> [Your objective]: The reply should contain each record below, returned exactly as given.
╭─ Listed entries
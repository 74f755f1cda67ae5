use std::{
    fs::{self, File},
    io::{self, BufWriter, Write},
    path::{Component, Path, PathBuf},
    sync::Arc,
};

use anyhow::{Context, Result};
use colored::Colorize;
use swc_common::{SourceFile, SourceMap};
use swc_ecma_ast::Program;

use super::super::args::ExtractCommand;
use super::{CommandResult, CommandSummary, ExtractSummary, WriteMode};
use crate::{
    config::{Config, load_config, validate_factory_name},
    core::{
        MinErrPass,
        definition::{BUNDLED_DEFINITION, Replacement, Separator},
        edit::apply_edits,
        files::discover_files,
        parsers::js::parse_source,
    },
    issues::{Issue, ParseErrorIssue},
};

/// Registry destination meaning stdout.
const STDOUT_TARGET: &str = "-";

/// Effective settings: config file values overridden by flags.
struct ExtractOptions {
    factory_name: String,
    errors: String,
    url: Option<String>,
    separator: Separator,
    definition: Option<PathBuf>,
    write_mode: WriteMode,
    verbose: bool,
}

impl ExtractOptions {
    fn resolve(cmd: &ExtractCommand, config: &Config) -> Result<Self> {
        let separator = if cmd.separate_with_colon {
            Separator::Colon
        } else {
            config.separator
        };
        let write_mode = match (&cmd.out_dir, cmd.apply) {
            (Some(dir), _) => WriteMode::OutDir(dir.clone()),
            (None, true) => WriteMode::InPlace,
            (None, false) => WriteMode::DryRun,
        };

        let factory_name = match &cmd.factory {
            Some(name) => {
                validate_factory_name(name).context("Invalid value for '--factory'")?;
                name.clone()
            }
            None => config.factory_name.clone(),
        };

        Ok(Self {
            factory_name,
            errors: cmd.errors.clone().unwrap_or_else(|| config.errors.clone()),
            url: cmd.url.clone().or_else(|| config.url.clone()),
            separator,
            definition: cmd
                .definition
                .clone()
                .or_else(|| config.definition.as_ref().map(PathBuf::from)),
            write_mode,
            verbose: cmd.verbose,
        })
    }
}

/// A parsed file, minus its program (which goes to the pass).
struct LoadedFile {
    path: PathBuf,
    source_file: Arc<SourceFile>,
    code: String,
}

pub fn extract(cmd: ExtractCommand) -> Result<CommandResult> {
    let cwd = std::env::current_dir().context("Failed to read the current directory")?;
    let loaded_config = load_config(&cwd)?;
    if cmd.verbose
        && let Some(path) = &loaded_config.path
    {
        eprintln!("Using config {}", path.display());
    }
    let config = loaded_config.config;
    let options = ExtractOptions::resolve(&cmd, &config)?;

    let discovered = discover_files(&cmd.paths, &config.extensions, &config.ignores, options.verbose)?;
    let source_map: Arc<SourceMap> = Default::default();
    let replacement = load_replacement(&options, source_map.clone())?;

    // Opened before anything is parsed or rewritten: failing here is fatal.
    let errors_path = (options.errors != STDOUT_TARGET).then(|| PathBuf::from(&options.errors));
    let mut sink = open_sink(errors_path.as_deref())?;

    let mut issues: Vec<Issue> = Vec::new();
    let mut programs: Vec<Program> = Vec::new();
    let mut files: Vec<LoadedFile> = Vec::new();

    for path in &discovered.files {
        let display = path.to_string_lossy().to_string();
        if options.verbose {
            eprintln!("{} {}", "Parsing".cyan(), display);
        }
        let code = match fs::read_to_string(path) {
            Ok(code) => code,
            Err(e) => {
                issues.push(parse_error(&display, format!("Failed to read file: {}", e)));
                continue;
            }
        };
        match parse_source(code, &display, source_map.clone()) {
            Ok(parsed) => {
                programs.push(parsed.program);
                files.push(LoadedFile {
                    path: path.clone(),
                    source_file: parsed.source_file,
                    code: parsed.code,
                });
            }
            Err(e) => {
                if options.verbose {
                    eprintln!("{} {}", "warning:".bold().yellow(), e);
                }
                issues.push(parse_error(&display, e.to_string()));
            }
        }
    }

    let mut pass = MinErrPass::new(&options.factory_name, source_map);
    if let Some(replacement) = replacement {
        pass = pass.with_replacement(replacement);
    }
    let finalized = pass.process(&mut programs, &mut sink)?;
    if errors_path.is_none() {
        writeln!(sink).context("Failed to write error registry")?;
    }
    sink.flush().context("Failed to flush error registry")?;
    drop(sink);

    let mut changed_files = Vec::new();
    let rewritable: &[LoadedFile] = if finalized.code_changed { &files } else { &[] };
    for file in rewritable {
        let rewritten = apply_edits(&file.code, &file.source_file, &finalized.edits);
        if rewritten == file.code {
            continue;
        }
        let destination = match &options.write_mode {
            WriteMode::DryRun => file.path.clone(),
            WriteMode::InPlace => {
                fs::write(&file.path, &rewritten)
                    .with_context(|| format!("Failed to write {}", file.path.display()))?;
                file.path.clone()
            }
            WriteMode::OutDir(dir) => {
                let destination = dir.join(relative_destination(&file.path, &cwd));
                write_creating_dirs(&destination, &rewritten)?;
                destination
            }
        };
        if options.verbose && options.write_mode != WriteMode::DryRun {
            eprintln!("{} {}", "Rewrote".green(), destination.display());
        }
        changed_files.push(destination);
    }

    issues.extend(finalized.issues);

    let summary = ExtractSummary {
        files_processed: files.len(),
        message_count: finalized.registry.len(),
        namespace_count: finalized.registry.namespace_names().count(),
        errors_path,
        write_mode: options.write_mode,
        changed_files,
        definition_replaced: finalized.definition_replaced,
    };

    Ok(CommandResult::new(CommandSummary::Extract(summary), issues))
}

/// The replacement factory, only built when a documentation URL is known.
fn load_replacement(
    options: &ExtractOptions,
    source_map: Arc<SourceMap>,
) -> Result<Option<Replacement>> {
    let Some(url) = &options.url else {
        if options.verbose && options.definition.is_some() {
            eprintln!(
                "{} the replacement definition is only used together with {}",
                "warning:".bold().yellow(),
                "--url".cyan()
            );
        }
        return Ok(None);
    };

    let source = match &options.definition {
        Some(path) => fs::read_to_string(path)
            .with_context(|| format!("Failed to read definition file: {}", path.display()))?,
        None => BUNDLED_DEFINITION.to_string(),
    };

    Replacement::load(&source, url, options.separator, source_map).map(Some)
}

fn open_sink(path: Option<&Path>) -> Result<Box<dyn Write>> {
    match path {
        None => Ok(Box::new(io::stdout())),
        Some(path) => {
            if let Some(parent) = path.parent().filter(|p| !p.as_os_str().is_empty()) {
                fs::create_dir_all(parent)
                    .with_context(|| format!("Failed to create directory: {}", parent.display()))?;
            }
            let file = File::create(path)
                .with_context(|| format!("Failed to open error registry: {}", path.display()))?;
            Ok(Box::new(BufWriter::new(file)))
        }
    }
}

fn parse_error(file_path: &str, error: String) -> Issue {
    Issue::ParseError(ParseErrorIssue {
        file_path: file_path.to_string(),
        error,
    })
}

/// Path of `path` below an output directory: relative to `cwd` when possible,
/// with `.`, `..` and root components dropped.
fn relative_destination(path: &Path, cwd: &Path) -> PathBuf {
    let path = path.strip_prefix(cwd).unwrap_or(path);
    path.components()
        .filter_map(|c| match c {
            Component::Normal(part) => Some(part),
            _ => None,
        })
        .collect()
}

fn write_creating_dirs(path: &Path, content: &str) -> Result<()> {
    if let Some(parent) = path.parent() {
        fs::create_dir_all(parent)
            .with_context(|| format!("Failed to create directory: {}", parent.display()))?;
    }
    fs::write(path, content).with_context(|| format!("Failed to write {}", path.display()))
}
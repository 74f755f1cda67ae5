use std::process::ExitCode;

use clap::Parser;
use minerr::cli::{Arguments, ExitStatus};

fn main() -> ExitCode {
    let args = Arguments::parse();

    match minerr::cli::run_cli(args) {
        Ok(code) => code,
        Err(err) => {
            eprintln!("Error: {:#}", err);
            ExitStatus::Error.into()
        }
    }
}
╰─
> [Solution to the problem]:
repository 74f755f1cda67ae5
use std::{
    fs::{self, File},
    io::{self, BufWriter, Write},
    path::{Component, Path, PathBuf},
    sync::Arc,
};

use anyhow::{Context, Result};
use colored::Colorize;
use swc_common::{SourceFile, SourceMap};
use swc_ecma_ast::Program;

use super::super::args::ExtractCommand;
use super::{CommandResult, CommandSummary, ExtractSummary, WriteMode};
use crate::{
    config::{Config, load_config, validate_factory_name},
    core::{
        MinErrPass,
        definition::{BUNDLED_DEFINITION, Replacement, Separator},
        edit::apply_edits,
        files::discover_files,
        parsers::js::parse_source,
    },
    issues::{Issue, ParseErrorIssue},
};

/// Registry destination meaning stdout.
const STDOUT_TARGET: &str = "-";

/// Effective settings: config file values overridden by flags.
struct ExtractOptions {
    factory_name: String,
    errors: String,
    url: Option<String>,
    separator: Separator,
    definition: Option<PathBuf>,
    write_mode: WriteMode,
    verbose: bool,
}

impl ExtractOptions {
    fn resolve(cmd: &ExtractCommand, config: &Config) -> Result<Self> {
        let separator = if cmd.separate_with_colon {
            Separator::Colon
        } else {
            config.separator
        };
        let write_mode = match (&cmd.out_dir, cmd.apply) {
            (Some(dir), _) => WriteMode::OutDir(dir.clone()),
            (None, true) => WriteMode::InPlace,
            (None, false) => WriteMode::DryRun,
        };

        let factory_name = match &cmd.factory {
            Some(name) => {
                validate_factory_name(name).context("Invalid value for '--factory'")?;
                name.clone()
            }
            None => config.factory_name.clone(),
        };

        Ok(Self {
            factory_name,
            errors: cmd.errors.clone().unwrap_or_else(|| config.errors.clone()),
            url: cmd.url.clone().or_else(|| config.url.clone()),
            separator,
            definition: cmd
                .definition
                .clone()
                .or_else(|| config.definition.as_ref().map(PathBuf::from)),
            write_mode,
            verbose: cmd.verbose,
        })
    }
}

/// A parsed file, minus its program (which goes to the pass).
struct LoadedFile {
    path: PathBuf,
    source_file: Arc<SourceFile>,
    code: String,
}

pub fn extract(cmd: ExtractCommand) -> Result<CommandResult> {
    let cwd = std::env::current_dir().context("Failed to read the current directory")?;
    let loaded_config = load_config(&cwd)?;
    if cmd.verbose
        && let Some(path) = &loaded_config.path
    {
        eprintln!("Using config {}", path.display());
    }
    let config = loaded_config.config;
    let options = ExtractOptions::resolve(&cmd, &config)?;

    let discovered = discover_files(&cmd.paths, &config.extensions, &config.ignores, options.verbose)?;
    let source_map: Arc<SourceMap> = Default::default();
    let replacement = load_replacement(&options, source_map.clone())?;

    // Opened before anything is parsed or rewritten: failing here is fatal.
    let errors_path = (options.errors != STDOUT_TARGET).then(|| PathBuf::from(&options.errors));
    let mut sink = open_sink(errors_path.as_deref())?;

    let mut issues: Vec<Issue> = Vec::new();
    let mut programs: Vec<Program> = Vec::new();
    let mut files: Vec<LoadedFile> = Vec::new();

    for path in &discovered.files {
        let display = path.to_string_lossy().to_string();
        if options.verbose {
            eprintln!("{} {}", "Parsing".cyan(), display);
        }
        let code = match fs::read_to_string(path) {
            Ok(code) => code,
            Err(e) => {
                issues.push(parse_error(&display, format!("Failed to read file: {}", e)));
                continue;
            }
        };
        match parse_source(code, &display, source_map.clone()) {
            Ok(parsed) => {
                programs.push(parsed.program);
                files.push(LoadedFile {
                    path: path.clone(),
                    source_file: parsed.source_file,
                    code: parsed.code,
                });
            }
            Err(e) => {
                if options.verbose {
                    eprintln!("{} {}", "warning:".bold().yellow(), e);
                }
                issues.push(parse_error(&display, e.to_string()));
            }
        }
    }

    let mut pass = MinErrPass::new(&options.factory_name, source_map);
    if let Some(replacement) = replacement {
        pass = pass.with_replacement(replacement);
    }
    let finalized = pass.process(&mut programs, &mut sink)?;
    if errors_path.is_none() {
        writeln!(sink).context("Failed to write error registry")?;
    }
    sink.flush().context("Failed to flush error registry")?;
    drop(sink);

    let mut changed_files = Vec::new();
    let rewritable: &[LoadedFile] = if finalized.code_changed { &files } else { &[] };
    for file in rewritable {
        let rewritten = apply_edits(&file.code, &file.source_file, &finalized.edits);
        if rewritten == file.code {
            continue;
        }
        let destination = match &options.write_mode {
            WriteMode::DryRun => file.path.clone(),
            WriteMode::InPlace => {
                fs::write(&file.path, &rewritten)
                    .with_context(|| format!("Failed to write {}", file.path.display()))?;
                file.path.clone()
            }
            WriteMode::OutDir(dir) => {
                let destination = dir.join(relative_destination(&file.path, &cwd));
                write_creating_dirs(&destination, &rewritten)?;
                destination
            }
        };
        if options.verbose && options.write_mode != WriteMode::DryRun {
            eprintln!("{} {}", "Rewrote".green(), destination.display());
        }
        changed_files.push(destination);
    }

    issues.extend(finalized.issues);

    let summary = ExtractSummary {
        files_processed: files.len(),
        message_count: finalized.registry.len(),
        namespace_count: finalized.registry.namespace_names().count(),
        errors_path,
        write_mode: options.write_mode,
        changed_files,
        definition_replaced: finalized.definition_replaced,
    };

    Ok(CommandResult::new(CommandSummary::Extract(summary), issues))
}

/// The replacement factory, only built when a documentation URL is known.
fn load_replacement(
    options: &ExtractOptions,
    source_map: Arc<SourceMap>,
) -> Result<Option<Replacement>> {
    let Some(url) = &options.url else {
        if options.verbose && options.definition.is_some() {
            eprintln!(
                "{} the replacement definition is only used together with {}",
                "warning:".bold().yellow(),
                "--url".cyan()
            );
        }
        return Ok(None);
    };

    let source = match &options.definition {
        Some(path) => fs::read_to_string(path)
            .with_context(|| format!("Failed to read definition file: {}", path.display()))?,
        None => BUNDLED_DEFINITION.to_string(),
    };

    Replacement::load(&source, url, options.separator, source_map).map(Some)
}

fn open_sink(path: Option<&Path>) -> Result<Box<dyn Write>> {
    match path {
        None => Ok(Box::new(io::stdout())),
        Some(path) => {
            if let Some(parent) = path.parent().filter(|p| !p.as_os_str().is_empty()) {
                fs::create_dir_all(parent)
                    .with_context(|| format!("Failed to create directory: {}", parent.display()))?;
            }
            let file = File::create(path)
                .with_context(|| format!("Failed to open error registry: {}", path.display()))?;
            Ok(Box::new(BufWriter::new(file)))
        }
    }
}

fn parse_error(file_path: &str, error: String) -> Issue {
    Issue::ParseError(ParseErrorIssue {
        file_path: file_path.to_string(),
        error,
    })
}

/// Path of `path` below an output directory: relative to `cwd` when possible,
/// with `.`, `..` and root components dropped.
fn relative_destination(path: &Path, cwd: &Path) -> PathBuf {
    let path = path.strip_prefix(cwd).unwrap_or(path);
    path.components()
        .filter_map(|c| match c {
            Component::Normal(part) => Some(part),
            _ => None,
        })
        .collect()
}

fn write_creating_dirs(path: &Path, content: &str) -> Result<()> {
    if let Some(parent) = path.parent() {
        fs::create_dir_all(parent)
            .with_context(|| format!("Failed to create directory: {}", parent.display()))?;
    }
    fs::write(path, content).with_context(|| format!("Failed to write {}", path.display()))
}
repository 74f755f1cda67ae5
use std::process::ExitCode;

use clap::Parser;
use minerr::cli::{Arguments, ExitStatus};

fn main() -> ExitCode {
    let args = Arguments::parse();

    match minerr::cli::run_cli(args) {
        Ok(code) => code,
        Err(err) => {
            eprintln!("Error: {:#}", err);
            ExitStatus::Error.into()
        }
    }
}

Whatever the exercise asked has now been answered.